#### Stored data entries
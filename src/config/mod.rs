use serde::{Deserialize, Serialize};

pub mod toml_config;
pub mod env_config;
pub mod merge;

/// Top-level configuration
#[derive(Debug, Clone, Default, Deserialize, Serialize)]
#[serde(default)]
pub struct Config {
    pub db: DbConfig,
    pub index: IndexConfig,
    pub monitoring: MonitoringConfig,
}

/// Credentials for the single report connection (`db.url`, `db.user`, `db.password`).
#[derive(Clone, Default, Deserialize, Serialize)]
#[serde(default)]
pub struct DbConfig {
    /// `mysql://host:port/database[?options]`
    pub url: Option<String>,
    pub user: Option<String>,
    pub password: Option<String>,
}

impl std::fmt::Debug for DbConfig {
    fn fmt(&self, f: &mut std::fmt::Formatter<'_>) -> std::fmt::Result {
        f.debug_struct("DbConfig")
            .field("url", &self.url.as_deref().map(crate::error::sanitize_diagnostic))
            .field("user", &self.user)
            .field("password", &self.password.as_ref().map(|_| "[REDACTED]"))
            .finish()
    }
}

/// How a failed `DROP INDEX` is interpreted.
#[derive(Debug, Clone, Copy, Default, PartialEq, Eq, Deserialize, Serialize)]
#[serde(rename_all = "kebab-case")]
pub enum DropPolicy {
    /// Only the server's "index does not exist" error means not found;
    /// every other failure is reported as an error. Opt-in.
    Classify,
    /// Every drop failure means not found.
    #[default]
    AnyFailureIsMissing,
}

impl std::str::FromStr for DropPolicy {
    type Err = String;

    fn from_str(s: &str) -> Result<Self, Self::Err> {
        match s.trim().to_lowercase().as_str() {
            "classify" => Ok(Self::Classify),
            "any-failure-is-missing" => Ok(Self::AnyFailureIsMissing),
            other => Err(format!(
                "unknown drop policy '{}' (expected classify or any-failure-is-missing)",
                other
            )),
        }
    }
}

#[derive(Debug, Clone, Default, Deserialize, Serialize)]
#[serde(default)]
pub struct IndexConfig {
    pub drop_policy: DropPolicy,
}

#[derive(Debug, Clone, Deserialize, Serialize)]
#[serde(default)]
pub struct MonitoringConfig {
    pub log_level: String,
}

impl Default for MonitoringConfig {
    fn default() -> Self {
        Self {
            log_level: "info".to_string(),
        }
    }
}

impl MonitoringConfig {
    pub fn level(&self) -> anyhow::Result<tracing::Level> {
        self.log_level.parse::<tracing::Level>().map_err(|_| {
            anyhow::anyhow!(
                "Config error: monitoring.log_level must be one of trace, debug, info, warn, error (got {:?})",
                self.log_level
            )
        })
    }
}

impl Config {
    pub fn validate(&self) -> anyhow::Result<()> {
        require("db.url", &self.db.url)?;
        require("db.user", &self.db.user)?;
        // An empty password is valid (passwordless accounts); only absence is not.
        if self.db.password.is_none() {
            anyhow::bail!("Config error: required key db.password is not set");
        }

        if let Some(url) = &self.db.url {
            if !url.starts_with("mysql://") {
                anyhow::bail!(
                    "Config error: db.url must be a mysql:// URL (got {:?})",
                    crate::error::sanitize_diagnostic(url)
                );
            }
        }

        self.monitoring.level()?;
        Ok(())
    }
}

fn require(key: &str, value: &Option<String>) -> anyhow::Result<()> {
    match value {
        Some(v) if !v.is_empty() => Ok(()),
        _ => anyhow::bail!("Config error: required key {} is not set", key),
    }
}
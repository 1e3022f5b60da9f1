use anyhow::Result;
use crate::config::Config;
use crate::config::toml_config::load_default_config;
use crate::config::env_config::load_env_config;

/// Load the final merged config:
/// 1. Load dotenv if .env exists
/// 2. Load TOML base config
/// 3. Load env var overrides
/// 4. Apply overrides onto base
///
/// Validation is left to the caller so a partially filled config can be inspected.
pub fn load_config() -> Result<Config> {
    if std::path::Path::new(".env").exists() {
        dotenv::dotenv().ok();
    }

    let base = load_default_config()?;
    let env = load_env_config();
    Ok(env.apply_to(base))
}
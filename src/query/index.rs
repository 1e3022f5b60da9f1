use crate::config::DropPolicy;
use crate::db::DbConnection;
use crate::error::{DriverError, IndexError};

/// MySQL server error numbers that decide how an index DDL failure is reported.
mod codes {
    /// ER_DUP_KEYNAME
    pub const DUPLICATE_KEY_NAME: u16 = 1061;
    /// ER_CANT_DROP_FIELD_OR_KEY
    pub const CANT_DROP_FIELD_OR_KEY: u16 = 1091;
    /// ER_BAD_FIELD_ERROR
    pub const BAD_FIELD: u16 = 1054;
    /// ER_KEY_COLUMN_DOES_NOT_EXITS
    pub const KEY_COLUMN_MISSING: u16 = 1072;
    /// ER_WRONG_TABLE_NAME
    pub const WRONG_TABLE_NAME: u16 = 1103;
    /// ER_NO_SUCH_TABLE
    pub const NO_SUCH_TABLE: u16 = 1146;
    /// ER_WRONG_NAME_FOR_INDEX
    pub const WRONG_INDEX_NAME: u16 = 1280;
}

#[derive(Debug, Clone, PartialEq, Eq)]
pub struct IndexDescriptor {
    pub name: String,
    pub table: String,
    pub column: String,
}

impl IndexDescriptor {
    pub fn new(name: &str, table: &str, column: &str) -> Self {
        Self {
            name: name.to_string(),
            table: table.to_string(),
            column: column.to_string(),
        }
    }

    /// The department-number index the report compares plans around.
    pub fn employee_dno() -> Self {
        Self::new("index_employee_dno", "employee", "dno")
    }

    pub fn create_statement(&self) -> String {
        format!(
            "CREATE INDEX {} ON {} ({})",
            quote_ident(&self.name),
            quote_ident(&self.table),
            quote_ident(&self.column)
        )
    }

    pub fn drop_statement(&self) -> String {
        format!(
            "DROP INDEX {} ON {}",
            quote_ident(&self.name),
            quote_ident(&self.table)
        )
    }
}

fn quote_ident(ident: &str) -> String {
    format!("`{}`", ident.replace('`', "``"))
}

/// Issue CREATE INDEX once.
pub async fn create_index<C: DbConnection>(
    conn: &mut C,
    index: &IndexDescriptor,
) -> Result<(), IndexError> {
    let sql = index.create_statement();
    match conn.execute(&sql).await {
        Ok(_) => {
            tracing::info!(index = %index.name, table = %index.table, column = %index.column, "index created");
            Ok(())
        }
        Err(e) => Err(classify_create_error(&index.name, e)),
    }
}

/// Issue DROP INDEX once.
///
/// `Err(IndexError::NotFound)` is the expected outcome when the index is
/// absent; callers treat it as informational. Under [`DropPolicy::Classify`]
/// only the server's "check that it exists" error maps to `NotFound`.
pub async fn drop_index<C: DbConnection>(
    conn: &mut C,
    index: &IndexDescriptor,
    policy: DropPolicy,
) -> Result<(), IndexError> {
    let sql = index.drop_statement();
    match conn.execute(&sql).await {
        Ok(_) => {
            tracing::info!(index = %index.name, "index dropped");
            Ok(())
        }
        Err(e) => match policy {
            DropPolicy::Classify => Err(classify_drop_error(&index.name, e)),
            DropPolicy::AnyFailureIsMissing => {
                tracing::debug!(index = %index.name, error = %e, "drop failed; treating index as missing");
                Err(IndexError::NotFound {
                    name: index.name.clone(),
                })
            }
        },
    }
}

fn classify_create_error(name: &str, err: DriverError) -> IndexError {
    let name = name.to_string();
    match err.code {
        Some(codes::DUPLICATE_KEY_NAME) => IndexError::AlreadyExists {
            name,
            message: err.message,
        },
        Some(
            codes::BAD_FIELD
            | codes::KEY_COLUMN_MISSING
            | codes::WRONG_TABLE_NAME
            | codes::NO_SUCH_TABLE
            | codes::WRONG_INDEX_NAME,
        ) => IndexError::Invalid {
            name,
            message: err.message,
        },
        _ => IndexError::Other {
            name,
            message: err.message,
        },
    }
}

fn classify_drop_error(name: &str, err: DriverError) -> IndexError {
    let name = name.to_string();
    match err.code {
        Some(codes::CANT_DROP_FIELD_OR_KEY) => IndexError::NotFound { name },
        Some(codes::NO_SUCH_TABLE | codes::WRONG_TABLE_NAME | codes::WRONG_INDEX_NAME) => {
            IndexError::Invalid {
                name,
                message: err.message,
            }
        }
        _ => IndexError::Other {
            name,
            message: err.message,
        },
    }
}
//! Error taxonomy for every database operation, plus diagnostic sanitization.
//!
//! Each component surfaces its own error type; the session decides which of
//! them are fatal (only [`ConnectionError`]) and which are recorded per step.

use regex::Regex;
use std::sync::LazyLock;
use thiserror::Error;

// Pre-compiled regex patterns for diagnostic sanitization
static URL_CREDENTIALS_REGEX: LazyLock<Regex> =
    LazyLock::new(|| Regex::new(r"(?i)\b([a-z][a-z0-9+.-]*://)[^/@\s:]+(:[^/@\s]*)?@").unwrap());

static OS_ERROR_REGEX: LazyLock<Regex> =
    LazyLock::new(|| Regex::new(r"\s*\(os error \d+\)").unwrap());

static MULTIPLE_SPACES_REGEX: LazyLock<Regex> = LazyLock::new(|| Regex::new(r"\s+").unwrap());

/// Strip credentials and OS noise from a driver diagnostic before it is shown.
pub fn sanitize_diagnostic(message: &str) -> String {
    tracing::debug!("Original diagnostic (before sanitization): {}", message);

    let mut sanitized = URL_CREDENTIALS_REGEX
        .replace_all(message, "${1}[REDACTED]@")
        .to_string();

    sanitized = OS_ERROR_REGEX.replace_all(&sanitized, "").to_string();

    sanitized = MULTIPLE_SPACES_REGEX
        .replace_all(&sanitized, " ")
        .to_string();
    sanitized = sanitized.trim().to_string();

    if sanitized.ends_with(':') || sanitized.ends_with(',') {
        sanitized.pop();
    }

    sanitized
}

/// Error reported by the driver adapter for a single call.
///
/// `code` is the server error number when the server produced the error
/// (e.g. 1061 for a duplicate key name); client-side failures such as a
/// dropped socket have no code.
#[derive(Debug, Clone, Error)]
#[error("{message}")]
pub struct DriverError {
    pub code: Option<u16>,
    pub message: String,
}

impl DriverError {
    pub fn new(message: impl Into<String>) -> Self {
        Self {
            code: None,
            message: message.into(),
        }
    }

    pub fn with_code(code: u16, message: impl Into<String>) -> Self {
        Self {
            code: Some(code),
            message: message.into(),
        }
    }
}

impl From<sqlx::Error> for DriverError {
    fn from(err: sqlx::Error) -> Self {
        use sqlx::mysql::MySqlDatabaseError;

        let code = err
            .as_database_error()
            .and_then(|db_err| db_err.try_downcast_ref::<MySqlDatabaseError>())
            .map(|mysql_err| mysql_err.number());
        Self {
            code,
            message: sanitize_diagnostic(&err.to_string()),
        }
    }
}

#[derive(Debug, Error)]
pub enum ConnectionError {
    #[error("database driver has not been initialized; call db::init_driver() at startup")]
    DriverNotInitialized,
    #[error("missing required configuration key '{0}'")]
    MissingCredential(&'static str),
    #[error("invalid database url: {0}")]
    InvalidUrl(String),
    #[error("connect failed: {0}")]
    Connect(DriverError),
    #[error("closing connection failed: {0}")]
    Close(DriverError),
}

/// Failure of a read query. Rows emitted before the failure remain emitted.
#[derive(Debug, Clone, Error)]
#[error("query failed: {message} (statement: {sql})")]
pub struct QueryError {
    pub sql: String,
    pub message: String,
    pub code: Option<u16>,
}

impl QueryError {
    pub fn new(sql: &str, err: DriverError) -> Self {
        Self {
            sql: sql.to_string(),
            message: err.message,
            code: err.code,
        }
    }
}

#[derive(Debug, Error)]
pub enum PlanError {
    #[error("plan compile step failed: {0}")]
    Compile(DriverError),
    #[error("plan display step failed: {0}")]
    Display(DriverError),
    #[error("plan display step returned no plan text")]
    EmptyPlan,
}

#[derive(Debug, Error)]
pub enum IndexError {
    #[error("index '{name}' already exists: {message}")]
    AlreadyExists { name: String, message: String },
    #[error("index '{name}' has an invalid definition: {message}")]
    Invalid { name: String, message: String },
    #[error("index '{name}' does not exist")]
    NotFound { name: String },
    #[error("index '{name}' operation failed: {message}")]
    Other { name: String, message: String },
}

#### Your goal
If a line above includes the word "async", count it; then give the final number by itself.

#### Solved exercise
2